Two series of experiments were performed.

(i) Series 1. In survival studies, each treatment regimen (including saline control) was given to 21 rats from at least 3 different litters studied in separate experiments at different time points. Death or development of disease severe enough to warrant killing for ethical reasons was observed. The day animals with severe disease were killed for ethical reasons was recorded as the day of death. For animals found dead, death was assigned to the same day. The experiment was censored on day 11 postinfection when surviving rats were sacrificed by i.p. bolus injection of 100 mg/kg pentobarbital.

(ii) Series 2. To monitor cerebral fungal burden and to document brain drug levels over the course of the experiment, preselected animals from each of the 3 treatment regimens and saline controls were sequentially sacrificed at days 2, 3, 5, and 11 after infection (5 to 6 animals per time point from at least 3 individual experiments). Animals sacrificed for ethical reasons were excluded from this part of the study. Immediately after sacrifice, animals were perfused with 30 mL ice-cold phosphate-buffered saline (PBS). One sagittal half brain was diluted 1:1 (wt/vol) in PBS, homogenized in a tissue homogenizer, and aliquoted. Aliquots of 50 μL were serially diluted 10−2 to 10−4 in 0.85% saline and cultured on Sabouraud’s agar plates with chloramphenicol and gentamicin for 24 h at 37°C before CFU were counted.

Galactomannan (GM) concentration was assessed in brain tissue by using a double-sandwich-enzyme-linked immunosorbent assay.
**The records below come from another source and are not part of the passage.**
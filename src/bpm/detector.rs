// src/bpm/detector.rs

use crate::bpm::utils::{peak_abs, rms, trimmed_mean};

/// Tempo estimate for one track.
#[derive(Debug, Clone, PartialEq)]
pub struct TempoResult {
    /// Integer BPM after octave correction.
    pub bpm: u32,
    /// Uncorrected estimate, kept for diagnostics.
    pub raw_bpm: f32,
    /// Number of onset peaks the estimate was built from.
    pub peak_count: usize,
}

#[derive(Clone, Debug)]
pub struct TempoOptions {
    /// Samples per analysis block when scanning for onsets.
    pub analysis_block: usize,
    /// Fixed detection floor so quiet recordings do not produce spurious
    /// peaks.
    pub threshold_floor: f32,
    /// Signal-adaptive component: threshold = max(floor, rms * scale).
    pub threshold_rms_scale: f32,
    /// Minimum time between two accepted onsets, preventing double-counting
    /// a single transient.
    pub refractory_secs: f32,
    /// Fraction of the sorted inter-peak intervals discarded from each end
    /// before averaging.
    pub trim_fraction: f32,
    /// Musically plausible range; raw estimates above `max_plausible` are
    /// octave-corrected down into it.
    pub min_plausible: u32,
    pub max_plausible: u32,
}

impl Default for TempoOptions {
    fn default() -> Self {
        Self {
            analysis_block: 2048,
            threshold_floor: 0.15,
            threshold_rms_scale: 1.5,
            refractory_secs: 0.2,
            trim_fraction: 0.2,
            min_plausible: 70,
            max_plausible: 150,
        }
    }
}

/// Onset-interval tempo estimator.
///
/// Picks amplitude peaks over fixed blocks, takes the trimmed mean of the
/// inter-peak intervals, and folds implausibly fast results down by small
/// integer factors. A best-effort heuristic, not a precision DSP component:
/// when fewer than two onsets are found the estimate is inconclusive and the
/// caller keeps a null BPM.
pub struct TempoDetector {
    opts: TempoOptions,
}

impl TempoDetector {
    pub fn new() -> Self {
        Self {
            opts: TempoOptions::default(),
        }
    }

    pub fn with_options(opts: TempoOptions) -> Self {
        Self { opts }
    }

    /// Estimate the tempo of first-channel samples. `None` means
    /// inconclusive, never an error.
    pub fn detect(&self, samples: &[f32], sample_rate: u32) -> Option<TempoResult> {
        let opts = &self.opts;
        if samples.is_empty() || sample_rate == 0 || opts.analysis_block == 0 {
            return None;
        }

        let threshold = opts.threshold_floor.max(rms(samples) * opts.threshold_rms_scale);
        let refractory = (opts.refractory_secs * sample_rate as f32) as usize;

        // Peak times in seconds, registered at the start of the block that
        // crossed the threshold.
        let mut peaks: Vec<f32> = Vec::new();
        let mut last_peak_start: Option<usize> = None;

        for (block_idx, block) in samples.chunks(opts.analysis_block).enumerate() {
            let start = block_idx * opts.analysis_block;
            if peak_abs(block) <= threshold {
                continue;
            }
            let clear = last_peak_start.map_or(true, |p| start - p >= refractory);
            if clear {
                peaks.push(start as f32 / sample_rate as f32);
                last_peak_start = Some(start);
            }
        }

        if peaks.len() < 2 {
            log::debug!("tempo inconclusive: {} peak(s) found", peaks.len());
            return None;
        }

        let mut intervals: Vec<f32> = peaks.windows(2).map(|w| w[1] - w[0]).collect();
        intervals.sort_by(|a, b| a.partial_cmp(b).unwrap_or(std::cmp::Ordering::Equal));

        let avg = trimmed_mean(&intervals, opts.trim_fraction)?;
        if avg <= f32::EPSILON {
            return None;
        }

        let raw_bpm = 60.0 / avg;
        let raw = raw_bpm.round() as u32;
        let bpm = correct_octave(raw, opts);

        Some(TempoResult {
            bpm,
            raw_bpm,
            peak_count: peaks.len(),
        })
    }
}

impl Default for TempoDetector {
    fn default() -> Self {
        Self::new()
    }
}

/// Fold an implausibly fast raw estimate down to the perceptual beat.
///
/// Peak-picking on percussive sub-beat transients tends to land on tempo
/// multiples; dividing by 2, 3, or 4 usually recovers the felt tempo.
pub fn correct_octave(raw: u32, opts: &TempoOptions) -> u32 {
    if raw <= opts.max_plausible {
        return raw;
    }
    for div in [2u32, 3, 4] {
        let candidate = (raw as f32 / div as f32).round() as u32;
        if candidate >= opts.min_plausible && candidate <= opts.max_plausible {
            return candidate;
        }
    }
    (raw as f32 / 2.0).round() as u32
}

#[cfg(test)]
mod tests {
    use super::*;

    /// Perfectly periodic impulses, `period` seconds apart. The rate is
    /// chosen so clicks land exactly on analysis-block boundaries.
    fn click_track(sample_rate: u32, period: f32, seconds: f32) -> Vec<f32> {
        let len = (sample_rate as f32 * seconds) as usize;
        let mut samples = vec![0.0f32; len];
        let step = (sample_rate as f32 * period) as usize;
        let mut i = 0;
        while i < len {
            for j in i..(i + 32).min(len) {
                samples[j] = 1.0;
            }
            i += step;
        }
        samples
    }

    #[test]
    fn click_track_at_120_bpm() {
        // 32768 Hz: 0.5s = 16384 samples = exactly 8 analysis blocks.
        let samples = click_track(32768, 0.5, 30.0);
        let result = TempoDetector::new().detect(&samples, 32768).unwrap();
        assert!(
            (118..=122).contains(&result.bpm),
            "got {} bpm",
            result.bpm
        );
        assert!(result.peak_count >= 50);
    }

    #[test]
    fn sub_beat_clicks_fold_down_to_120() {
        // Clicks every 0.25s -> raw 240 BPM -> halved into range.
        let samples = click_track(32768, 0.25, 30.0);
        let result = TempoDetector::new().detect(&samples, 32768).unwrap();
        assert!((238.0..=242.0).contains(&result.raw_bpm));
        assert!((118..=122).contains(&result.bpm), "got {} bpm", result.bpm);
    }

    #[test]
    fn octave_correction_boundary() {
        let opts = TempoOptions::default();
        // 150 is still plausible; 151 triggers the correction search.
        assert_eq!(correct_octave(150, &opts), 150);
        assert_eq!(correct_octave(151, &opts), 76);
        assert_eq!(correct_octave(240, &opts), 120);
        assert_eq!(correct_octave(300, &opts), 150);
        assert_eq!(correct_octave(360, &opts), 120);
    }

    #[test]
    fn silence_is_inconclusive() {
        let samples = vec![0.0f32; 32768 * 5];
        assert!(TempoDetector::new().detect(&samples, 32768).is_none());
    }

    #[test]
    fn single_peak_is_inconclusive() {
        let mut samples = vec![0.0f32; 32768 * 5];
        for s in &mut samples[0..64] {
            *s = 1.0;
        }
        assert!(TempoDetector::new().detect(&samples, 32768).is_none());
    }

    #[test]
    fn empty_input_is_inconclusive() {
        assert!(TempoDetector::new().detect(&[], 44100).is_none());
    }

    #[test]
    fn forced_high_threshold_finds_no_peaks() {
        let samples = click_track(32768, 0.5, 10.0);
        let detector = TempoDetector::with_options(TempoOptions {
            threshold_floor: 2.0,
            ..TempoOptions::default()
        });
        assert!(detector.detect(&samples, 32768).is_none());
    }

    #[test]
    fn refractory_period_suppresses_double_hits() {
        // Two clicks 0.1s apart, repeated every 0.5s: the trailing click of
        // each pair falls inside the 200ms refractory window and must not
        // halve the estimate.
        let sample_rate = 32768u32;
        let len = sample_rate as usize * 30;
        let mut samples = vec![0.0f32; len];
        let step = sample_rate as usize / 2;
        let echo = sample_rate as usize / 10;
        let mut i = 0;
        while i < len {
            for j in i..(i + 32).min(len) {
                samples[j] = 1.0;
            }
            let e = i + echo;
            for j in e..(e + 32).min(len) {
                samples[j] = 1.0;
            }
            i += step;
        }
        let result = TempoDetector::new().detect(&samples, sample_rate).unwrap();
        assert!((115..=125).contains(&result.bpm), "got {} bpm", result.bpm);
    }
}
Aliquots of homogenized brain tissue were diluted 1:40 in PBS and processed according to the manufacturer’s instruction (Platelia Aspergillus test, Bio-Rad Laboratories AG, Reinach, Switzerland). The galactomannan index (GMI) was determined using concurrently measured internal controls and calibrators.
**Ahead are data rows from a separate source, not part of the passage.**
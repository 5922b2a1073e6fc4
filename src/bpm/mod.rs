// src/bpm/mod.rs

pub mod detector;
pub mod utils;
pub mod adapter;

pub use adapter::analyze_bpm_for_file;
pub use detector::{TempoDetector, TempoOptions, TempoResult};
For later determination of drug levels, aliquots of brain homogenate were frozen at −80°C. Trough concentrations of CAS in brain tissue were determined 25 ± 1 h after the last drug administration. Brain homogenates were diluted 5:1 in water and analyzed by high-pressure liquid chromatography (HPLC)/tandem mass spectrometry as described previously (35).
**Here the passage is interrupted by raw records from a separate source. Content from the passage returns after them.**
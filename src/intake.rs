// src/intake.rs
//
// Upload-time analysis: decode once, derive the envelope and tempo, and
// hand `{durationSeconds, bpm}` to the catalog collaborator. Every failure
// path degrades to a usable fallback; nothing here ever blocks an upload.

use std::sync::atomic::{AtomicU64, Ordering};

use serde::Serialize;

use crate::bpm::TempoDetector;
use crate::decoder::{self, DecodedAudio};
use crate::envelope::{Envelope, EnvelopeOptions};
use crate::error::DecodeError;

/// Track metadata attached to the uploaded record. The envelope itself is
/// not persisted; it is recomputed client-side whenever the track renders.
#[derive(Clone, Debug, PartialEq, Serialize)]
#[serde(rename_all = "camelCase")]
pub struct TrackAnalysis {
    pub duration_seconds: f64,
    pub bpm: Option<u32>,
}

/// Non-blocking notices surfaced inline in the UI.
#[derive(Clone, Copy, Debug, PartialEq, Eq)]
pub enum Notice {
    DecodeFailed,
    EmptyAudio,
}

impl Notice {
    pub fn message(&self) -> &'static str {
        match self {
            Notice::DecodeFailed => "unable to load waveform",
            Notice::EmptyAudio => "audio appears to be silent",
        }
    }
}

#[derive(Clone, Debug, PartialEq)]
pub struct IntakeResult {
    pub analysis: TrackAnalysis,
    pub envelope: Envelope,
    pub notice: Option<Notice>,
}

impl IntakeResult {
    /// The state before any track is loaded: flat placeholder, no metadata,
    /// no notice. A valid outcome, not an error.
    pub fn no_source() -> Self {
        Self {
            analysis: TrackAnalysis {
                duration_seconds: 0.0,
                bpm: None,
            },
            envelope: Envelope::placeholder(&EnvelopeOptions::default()),
            notice: None,
        }
    }

    fn fallback(notice: Notice) -> Self {
        Self {
            notice: Some(notice),
            ..Self::no_source()
        }
    }
}

/// Derive envelope + tempo from already-decoded audio.
pub fn analyze_decoded(audio: &DecodedAudio) -> IntakeResult {
    let env_opts = EnvelopeOptions::default();
    let envelope = Envelope::from_samples(&audio.channel_data, &env_opts);
    let bpm = TempoDetector::new()
        .detect(&audio.channel_data, audio.sample_rate)
        .map(|r| r.bpm);
    let notice = if audio.is_silent() {
        Some(Notice::EmptyAudio)
    } else {
        None
    };

    IntakeResult {
        analysis: TrackAnalysis {
            duration_seconds: audio.duration_seconds,
            bpm,
        },
        envelope,
        notice,
    }
}

/// Synchronous core of the intake path. Decode failure is recovered locally:
/// placeholder envelope, null BPM, inline notice.
pub fn analyze_buffer_blocking(bytes: Vec<u8>) -> IntakeResult {
    match decoder::decode_bytes(bytes) {
        Ok(audio) => analyze_decoded(&audio),
        Err(DecodeError::EmptyStream) => IntakeResult::fallback(Notice::EmptyAudio),
        Err(e) => {
            log::warn!("audio analysis failed: {e}");
            IntakeResult::fallback(Notice::DecodeFailed)
        }
    }
}

/// Asynchronous intake of an uploaded byte buffer. Decoding is the suspend
/// point; callers must not assume synchronous availability of sample data.
pub async fn analyze_bytes(bytes: Vec<u8>) -> IntakeResult {
    match tokio::task::spawn_blocking(move || analyze_buffer_blocking(bytes)).await {
        Ok(result) => result,
        Err(e) => {
            log::warn!("analysis task failed: {e}");
            IntakeResult::fallback(Notice::DecodeFailed)
        }
    }
}

/// Asynchronous intake of a file on disk.
pub async fn analyze_file(path: String) -> IntakeResult {
    let loaded = tokio::task::spawn_blocking(move || match decoder::decode_file(&path) {
        Ok(audio) => analyze_decoded(&audio),
        Err(DecodeError::EmptyStream) => IntakeResult::fallback(Notice::EmptyAudio),
        Err(e) => {
            log::warn!("audio analysis failed for file: {e}");
            IntakeResult::fallback(Notice::DecodeFailed)
        }
    })
    .await;

    match loaded {
        Ok(result) => result,
        Err(e) => {
            log::warn!("analysis task failed: {e}");
            IntakeResult::fallback(Notice::DecodeFailed)
        }
    }
}

pub type RequestId = u64;

/// Stale-result discarding for overlapping analyses.
///
/// Each decode is tagged with a monotonically increasing id when it starts;
/// a completion is applied only if its tag still matches the latest issued
/// request. Supplying a new file while a previous decode is in flight
/// thereby cancels the old one once it resolves.
#[derive(Debug, Default)]
pub struct AnalysisSession {
    latest: AtomicU64,
}

impl AnalysisSession {
    pub fn new() -> Self {
        Self::default()
    }

    /// Tag a new analysis. Any request issued earlier becomes stale.
    pub fn begin(&self) -> RequestId {
        self.latest.fetch_add(1, Ordering::SeqCst) + 1
    }

    pub fn is_current(&self, id: RequestId) -> bool {
        self.latest.load(Ordering::SeqCst) == id
    }

    /// Accept a completion only if it is still the latest request;
    /// otherwise discard it.
    pub fn accept(&self, id: RequestId, result: IntakeResult) -> Option<IntakeResult> {
        if self.is_current(id) {
            Some(result)
        } else {
            log::debug!("discarding stale analysis result (request {id})");
            None
        }
    }
}

#[cfg(test)]
mod tests {
    use super::*;

    #[test]
    fn garbage_bytes_degrade_to_placeholder() {
        let result = analyze_buffer_blocking(vec![0xAB; 256]);
        assert_eq!(result.notice, Some(Notice::DecodeFailed));
        assert_eq!(result.analysis.bpm, None);
        assert_eq!(result.analysis.duration_seconds, 0.0);
        assert_eq!(
            result.envelope,
            Envelope::placeholder(&EnvelopeOptions::default())
        );
    }

    #[test]
    fn no_source_is_a_valid_outcome() {
        let result = IntakeResult::no_source();
        assert_eq!(result.notice, None);
        assert_eq!(result.envelope.len(), 200);
        assert!(result.envelope.points.iter().all(|&p| p == 0.1));
    }

    #[test]
    fn analysis_record_serializes_camel_case() {
        let analysis = TrackAnalysis {
            duration_seconds: 180.5,
            bpm: Some(120),
        };
        let json = serde_json::to_string(&analysis).unwrap();
        assert_eq!(json, r#"{"durationSeconds":180.5,"bpm":120}"#);
    }

    #[test]
    fn stale_completions_are_discarded() {
        let session = AnalysisSession::new();
        let first = session.begin();
        let second = session.begin();
        assert!(!session.is_current(first));
        assert!(session.is_current(second));

        let result = IntakeResult::no_source();
        assert!(session.accept(first, result.clone()).is_none());
        assert!(session.accept(second, result).is_some());
    }

    #[tokio::test]
    async fn async_intake_of_bad_bytes_never_fails() {
        let result = analyze_bytes(vec![0u8; 64]).await;
        assert_eq!(result.notice, Some(Notice::DecodeFailed));
        assert_eq!(result.analysis.bpm, None);
    }

    #[tokio::test]
    async fn async_intake_of_missing_file_degrades() {
        let result = analyze_file("/nonexistent/track.wav".to_string()).await;
        assert_eq!(result.notice, Some(Notice::DecodeFailed));
    }
}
Trough concentrations of AmB in brain tissue were determined 25 ± 1 h after the last drug administration using the following HPLC protocol: to 50 μL of brain homogenate, 20 μL of methanol and 125 μL of a 0.25 ng/μL solution of roxithromycin (internal standard [IS]) in methanol/acetonitrile/0.1 M zinc sulfate (8 + 1 + 1, vol/vol/vol) were added. After vortexing, the samples were centrifuged at 10,000 × g at 10°C for 10 min. One hundred microliters of the supernatant was diluted with 50 μL methanol/water (1 + 1, vol/vol), and 10 μL was injected into the liquid chromatography-tandem mass spectrometry (LC-MS/MS) system (CTC PAL autosampler, Rheos 2200 HPLC pump, TSQ 7000, all Thermo Scientific, Basel, Switzerland). Chromatography was performed using a 125 by 2 mm Uptisphere C18 5 μm ODB column (Interchim, Montluçon, France) with 0.1% formic acid in water and acetonitrile as mobile phases mixed in a gradient mode with a flow rate of 300 μL/min. AmB and the IS were detected by selected reaction monitoring (m/z 925 → 744, m/z 838 → 559). A calibration curve in serum in the range of 0.025 to 1.00 mg/L was used for quantification. The precision and accuracy of the assay were monitored using a brain homogenate spiked at a concentration of 0.400 mg/L, resulting in a coefficient of variation of 7.0% and an accuracy of 97.2%.

Statistical analysis.

Survival curves were analyzed by Kaplan-Meier analysis and compared by log rank (Mantel-Cox) test. For comparisons of continuous variables between groups, the Mann-Whitney test, Kruskal-Wallis test with Dunn’s multiple-comparison test, or two-way analysis of variance with Bonferroni posttests was used. All data were expressed as mean ± standard deviation. Significance was defined as a two-tailed P value of <0.05. All statistical analyses were done with GraphPad Prism software (GraphPad software Inc., San Diego, USA).